Task description> Copy all the lines below without altering anything.

Data for this exercise>
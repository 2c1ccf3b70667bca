use super::{sum_abs_row, RateLaw, SlipModelTrait};
use crate::StrError;
use russell_lab::Matrix;

/// Implements the Armstrong-Frederick model with a single hardness shared by all slip systems
///
/// ```text
/// γ̇ᵅ = γ̇₀ |τᵅ/g|^(1/m) sign(τᵅ)
/// ġ  = (H − Hd g) Σ |γ̇ᵅ|
/// ```
pub struct SingleHardness {
    rate: RateLaw,
    hh: f64,
    hd: f64,
}

impl SingleHardness {
    /// Allocates a new instance
    pub fn new(rate: RateLaw, hh: f64, hd: f64) -> Self {
        SingleHardness { rate, hh, hd }
    }
}

impl SlipModelTrait for SingleHardness {
    fn n_state_vars(&self, _n_slip: usize) -> usize {
        1
    }

    fn gamma_dots(&self, state: &Matrix, rss: &Matrix) -> Result<Matrix, StrError> {
        let (npts, n_slip) = rss.dims();
        if state.dims() != (npts, 1) {
            return Err("state must have shape (npts, 1)");
        }
        let mut gdots = Matrix::new(npts, n_slip);
        for p in 0..npts {
            let g = state.get(p, 0);
            for a in 0..n_slip {
                gdots.set(p, a, self.rate.gamma_dot(rss.get(p, a), g));
            }
        }
        Ok(gdots)
    }

    fn state_derivative(&self, state: &Matrix, gamma_dots: &Matrix) -> Result<Matrix, StrError> {
        let (npts, _) = gamma_dots.dims();
        if state.dims() != (npts, 1) {
            return Err("state must have shape (npts, 1)");
        }
        let mut dstate = Matrix::new(npts, 1);
        for p in 0..npts {
            let g = state.get(p, 0);
            dstate.set(p, 0, (self.hh - self.hd * g) * sum_abs_row(gamma_dots, p));
        }
        Ok(dstate)
    }
}

////////////////////////////////////////////////////////////////////////////////////////////////////////////////////////
//! Implements elastic stiffness matrices, symmetry moduli, and single-crystal models

mod material_record;
mod moduli;
mod single_crystal;
mod stiffness_matrix;
mod symmetry_moduli;
mod thermal;
pub use crate::elasticity::material_record::*;
pub use crate::elasticity::moduli::*;
pub use crate::elasticity::single_crystal::*;
pub use crate::elasticity::stiffness_matrix::*;
pub use crate::elasticity::symmetry_moduli::*;
pub use crate::elasticity::thermal::*;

Task result>
repository 2c1ccf3b70667bca
use super::{sum_abs_row, RateLaw, SlipModelTrait};
use crate::StrError;
use russell_lab::Matrix;

/// Implements the Armstrong-Frederick model with a single hardness shared by all slip systems
///
/// ```text
/// γ̇ᵅ = γ̇₀ |τᵅ/g|^(1/m) sign(τᵅ)
/// ġ  = (H − Hd g) Σ |γ̇ᵅ|
/// ```
pub struct SingleHardness {
    rate: RateLaw,
    hh: f64,
    hd: f64,
}

impl SingleHardness {
    /// Allocates a new instance
    pub fn new(rate: RateLaw, hh: f64, hd: f64) -> Self {
        SingleHardness { rate, hh, hd }
    }
}

impl SlipModelTrait for SingleHardness {
    fn n_state_vars(&self, _n_slip: usize) -> usize {
        1
    }

    fn gamma_dots(&self, state: &Matrix, rss: &Matrix) -> Result<Matrix, StrError> {
        let (npts, n_slip) = rss.dims();
        if state.dims() != (npts, 1) {
            return Err("state must have shape (npts, 1)");
        }
        let mut gdots = Matrix::new(npts, n_slip);
        for p in 0..npts {
            let g = state.get(p, 0);
            for a in 0..n_slip {
                gdots.set(p, a, self.rate.gamma_dot(rss.get(p, a), g));
            }
        }
        Ok(gdots)
    }

    fn state_derivative(&self, state: &Matrix, gamma_dots: &Matrix) -> Result<Matrix, StrError> {
        let (npts, _) = gamma_dots.dims();
        if state.dims() != (npts, 1) {
            return Err("state must have shape (npts, 1)");
        }
        let mut dstate = Matrix::new(npts, 1);
        for p in 0..npts {
            let g = state.get(p, 0);
            dstate.set(p, 0, (self.hh - self.hd * g) * sum_abs_row(gamma_dots, p));
        }
        Ok(dstate)
    }
}

////////////////////////////////////////////////////////////////////////////////////////////////////////////////////////
//! Implements elastic stiffness matrices, symmetry moduli, and single-crystal models

mod material_record;
mod moduli;
mod single_crystal;
mod stiffness_matrix;
mod symmetry_moduli;
mod thermal;
pub use crate::elasticity::material_record::*;
pub use crate::elasticity::moduli::*;
pub use crate::elasticity::single_crystal::*;
pub use crate::elasticity::stiffness_matrix::*;
pub use crate::elasticity::symmetry_moduli::*;
pub use crate::elasticity::thermal::*;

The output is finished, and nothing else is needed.